+++ MATERIAL SHOWN +++

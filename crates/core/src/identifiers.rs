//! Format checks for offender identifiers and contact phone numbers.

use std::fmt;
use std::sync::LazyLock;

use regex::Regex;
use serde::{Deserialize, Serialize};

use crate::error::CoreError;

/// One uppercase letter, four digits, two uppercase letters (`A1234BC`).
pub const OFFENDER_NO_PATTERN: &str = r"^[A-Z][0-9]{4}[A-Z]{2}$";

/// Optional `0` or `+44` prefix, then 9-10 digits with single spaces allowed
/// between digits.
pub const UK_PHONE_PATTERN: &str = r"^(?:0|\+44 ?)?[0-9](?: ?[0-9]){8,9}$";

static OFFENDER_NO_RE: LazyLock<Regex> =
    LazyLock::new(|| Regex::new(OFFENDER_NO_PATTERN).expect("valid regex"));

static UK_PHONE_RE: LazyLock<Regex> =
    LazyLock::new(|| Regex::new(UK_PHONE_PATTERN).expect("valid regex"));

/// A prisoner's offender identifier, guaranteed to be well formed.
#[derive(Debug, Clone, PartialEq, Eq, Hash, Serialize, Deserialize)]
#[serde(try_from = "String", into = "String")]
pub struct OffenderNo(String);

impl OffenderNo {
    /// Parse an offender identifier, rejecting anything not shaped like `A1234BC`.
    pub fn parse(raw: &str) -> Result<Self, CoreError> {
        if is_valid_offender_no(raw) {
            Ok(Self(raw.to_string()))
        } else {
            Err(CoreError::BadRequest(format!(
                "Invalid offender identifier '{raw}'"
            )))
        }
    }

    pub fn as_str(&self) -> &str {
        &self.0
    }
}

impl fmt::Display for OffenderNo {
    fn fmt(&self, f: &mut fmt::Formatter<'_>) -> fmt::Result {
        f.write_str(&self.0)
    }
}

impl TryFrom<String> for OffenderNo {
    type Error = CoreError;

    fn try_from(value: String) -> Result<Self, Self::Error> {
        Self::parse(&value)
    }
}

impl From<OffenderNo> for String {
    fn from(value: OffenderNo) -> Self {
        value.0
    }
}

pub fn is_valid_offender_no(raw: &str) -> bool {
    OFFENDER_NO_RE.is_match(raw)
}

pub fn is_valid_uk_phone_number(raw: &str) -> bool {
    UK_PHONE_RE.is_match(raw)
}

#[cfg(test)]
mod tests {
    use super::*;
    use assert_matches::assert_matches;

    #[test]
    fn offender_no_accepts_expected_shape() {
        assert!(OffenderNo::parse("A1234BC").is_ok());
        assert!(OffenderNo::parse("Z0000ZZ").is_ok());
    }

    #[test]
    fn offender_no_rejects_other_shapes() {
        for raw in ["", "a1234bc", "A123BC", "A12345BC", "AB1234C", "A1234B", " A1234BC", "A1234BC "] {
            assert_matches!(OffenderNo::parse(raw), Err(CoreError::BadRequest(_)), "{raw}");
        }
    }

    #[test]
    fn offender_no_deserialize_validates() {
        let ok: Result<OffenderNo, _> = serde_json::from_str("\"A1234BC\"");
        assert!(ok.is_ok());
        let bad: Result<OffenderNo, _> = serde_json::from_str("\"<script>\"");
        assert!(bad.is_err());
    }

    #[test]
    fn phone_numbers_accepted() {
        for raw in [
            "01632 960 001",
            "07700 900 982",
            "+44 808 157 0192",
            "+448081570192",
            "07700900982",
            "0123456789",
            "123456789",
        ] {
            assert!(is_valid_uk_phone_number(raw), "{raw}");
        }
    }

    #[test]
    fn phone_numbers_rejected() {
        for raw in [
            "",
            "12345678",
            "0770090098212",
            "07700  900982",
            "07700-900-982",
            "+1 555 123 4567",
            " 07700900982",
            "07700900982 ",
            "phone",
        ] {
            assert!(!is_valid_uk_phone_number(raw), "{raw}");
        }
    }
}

+++

-- YOUR ASSIGNMENT --
The listing above is to be transcribed in full, with no line omitted.

-- TASK RESULT --
filename crates/core/src/identifiers.rs
//! Format checks for offender identifiers and contact phone numbers.

use std::fmt;
use std::sync::LazyLock;

use regex::Regex;
use serde::{Deserialize, Serialize};

use crate::error::CoreError;

/// One uppercase letter, four digits, two uppercase letters (`A1234BC`).
pub const OFFENDER_NO_PATTERN: &str = r"^[A-Z][0-9]{4}[A-Z]{2}$";

/// Optional `0` or `+44` prefix, then 9-10 digits with single spaces allowed
/// between digits.
pub const UK_PHONE_PATTERN: &str = r"^(?:0|\+44 ?)?[0-9](?: ?[0-9]){8,9}$";

static OFFENDER_NO_RE: LazyLock<Regex> =
    LazyLock::new(|| Regex::new(OFFENDER_NO_PATTERN).expect("valid regex"));

static UK_PHONE_RE: LazyLock<Regex> =
    LazyLock::new(|| Regex::new(UK_PHONE_PATTERN).expect("valid regex"));

/// A prisoner's offender identifier, guaranteed to be well formed.
#[derive(Debug, Clone, PartialEq, Eq, Hash, Serialize, Deserialize)]
#[serde(try_from = "String", into = "String")]
pub struct OffenderNo(String);

impl OffenderNo {
    /// Parse an offender identifier, rejecting anything not shaped like `A1234BC`.
    pub fn parse(raw: &str) -> Result<Self, CoreError> {
        if is_valid_offender_no(raw) {
            Ok(Self(raw.to_string()))
        } else {
            Err(CoreError::BadRequest(format!(
                "Invalid offender identifier '{raw}'"
            )))
        }
    }

    pub fn as_str(&self) -> &str {
        &self.0
    }
}

impl fmt::Display for OffenderNo {
    fn fmt(&self, f: &mut fmt::Formatter<'_>) -> fmt::Result {
        f.write_str(&self.0)
    }
}

impl TryFrom<String> for OffenderNo {
    type Error = CoreError;

    fn try_from(value: String) -> Result<Self, Self::Error> {
        Self::parse(&value)
    }
}

impl From<OffenderNo> for String {
    fn from(value: OffenderNo) -> Self {
        value.0
    }
}

pub fn is_valid_offender_no(raw: &str) -> bool {
    OFFENDER_NO_RE.is_match(raw)
}

pub fn is_valid_uk_phone_number(raw: &str) -> bool {
    UK_PHONE_RE.is_match(raw)
}

#[cfg(test)]
mod tests {
    use super::*;
    use assert_matches::assert_matches;

    #[test]
    fn offender_no_accepts_expected_shape() {
        assert!(OffenderNo::parse("A1234BC").is_ok());
        assert!(OffenderNo::parse("Z0000ZZ").is_ok());
    }

    #[test]
    fn offender_no_rejects_other_shapes() {
        for raw in ["", "a1234bc", "A123BC", "A12345BC", "AB1234C", "A1234B", " A1234BC", "A1234BC "] {
            assert_matches!(OffenderNo::parse(raw), Err(CoreError::BadRequest(_)), "{raw}");
        }
    }

    #[test]
    fn offender_no_deserialize_validates() {
        let ok: Result<OffenderNo, _> = serde_json::from_str("\"A1234BC\"");
        assert!(ok.is_ok());
        let bad: Result<OffenderNo, _> = serde_json::from_str("\"<script>\"");
        assert!(bad.is_err());
    }

    #[test]
    fn phone_numbers_accepted() {
        for raw in [
            "01632 960 001",
            "07700 900 982",
            "+44 808 157 0192",
            "+448081570192",
            "07700900982",
            "0123456789",
            "123456789",
        ] {
            assert!(is_valid_uk_phone_number(raw), "{raw}");
        }
    }

    #[test]
    fn phone_numbers_rejected() {
        for raw in [
            "",
            "12345678",
            "0770090098212",
            "07700  900982",
            "07700-900-982",
            "+1 555 123 4567",
            " 07700900982",
            "07700900982 ",
            "phone",
        ] {
            assert!(!is_valid_uk_phone_number(raw), "{raw}");
        }
    }
}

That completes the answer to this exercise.